Why using myObj[checkProp] is run but using myObj.checkProp is not?

Tell us what’s happening:

Your code so far


// Setup
var myObj = {
  gift: "pony",
  pet: "kitten",
  bed: "sleigh"
};

function checkObj(checkProp) {
  // Your Code Here
  if(myObj.hasOwnProperty(checkProp)) {
    return myObj[checkProp];
  }
  return "Not Found"
}

// Test your code by modifying these values
checkObj("gift");

Your browser information:

User Agent is: Mozilla/5.0 (Windows NT 10.0; Win64; x64) AppleWebKit/537.36 (KHTML, like Gecko) Chrome/66.0.3359.181 Safari/537.36.

Link to the challenge:
https://learn.freecodecamp.org/javascript-algorithms-and-data-structures/basic-javascript/testing-objects-for-properties/

I don’t understand why using myObj[checkProp] is run but using myObj.checkProp is not?

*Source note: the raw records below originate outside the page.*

//! Fluent execution of parameterized SQL statements.
//!
//! A [`SqlExecutor`] owns one command and one lazily-opened connection from a [`Provider`].
//! Parameters are registered through typed builders, the command runs as a non-query, a
//! scalar or a streaming read (each synchronous, async, or async with a
//! [`CancellationToken`](tokio_util::sync::CancellationToken)), and provider integrity errors
//! are reclassified into [`ConstraintViolationKind`]s.
//!
//! ```rust,no_run
//! use std::sync::Arc;
//! use sql_fluent::prelude::*;
//!
//! # fn main() -> Result<(), SqlFluentDbError> {
//! let mut exec = SqlExecutor::new(Arc::new(SqliteProvider), "orders.db", ConnectionMode::Normal);
//! exec.on_constraint_violation(|v| eprintln!("{}: {}", v.kind, v.message));
//!
//! exec.set_sql("INSERT INTO orders (customer, total) VALUES (@c, @t) RETURNING id")?
//!     .add_in_parameter("@c", 42_i64)?
//!     .add_in_decimal("@t", "19.99".parse::<Decimal>()?, 10, 2)?
//!     .add_out_parameter("@id", NumericType::Int64)?
//!     .execute()?;
//! let new_id: i64 = exec.get("@id")?;
//! println!("created order {new_id}");
//! # Ok(()) }
//! ```

pub mod command;
pub mod config;
pub mod constraint;
pub mod error;
pub mod executor;
pub mod parameter;
pub mod prelude;
pub mod provider;
pub mod results;
pub mod scalar;
pub mod types;

#[cfg(feature = "sqlite")]
pub mod sqlite;

#[cfg(any(test, feature = "test-utils"))]
pub mod test_utils;

pub use command::{Command, CommandBehavior, CommandKind};
pub use config::{ConfiguredExecutorBuilder, ExecutorBuilder, ExecutorOptions, Settings};
pub use constraint::{ConstraintCodes, ConstraintViolation, ConstraintViolationKind};
pub use error::{ProviderError, SqlFluentDbError};
pub use executor::{ConnectionMode, SqlExecutor};
pub use parameter::{Direction, ParamKind, Parameter, TableValue};
pub use provider::{Capability, Provider, ProviderConnection, TransactionOp};
pub use results::{Record, ResultSchema};
pub use types::{DbValue, Decimal, NumericType};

The two options you mention do different things:

var checkProp = gift;

myObj[checkProp]// go to myObj and get the value from the gift property

myObj.checkProp// go to myObj and get the value from the checkProp property

In general you want to use bracket notation if you are using a variable/parameter (such as checkProp) to access a variable. It also comes in handy if you have a property name with spaces: myObj["has spaces"] or if the property you are trying to access begins with a number. Other than that, dot notation is usually the best option.

Hope this help clear things up :slight_smile:

4 Likes

I get it. Thanks for helping me to understand the difference between them.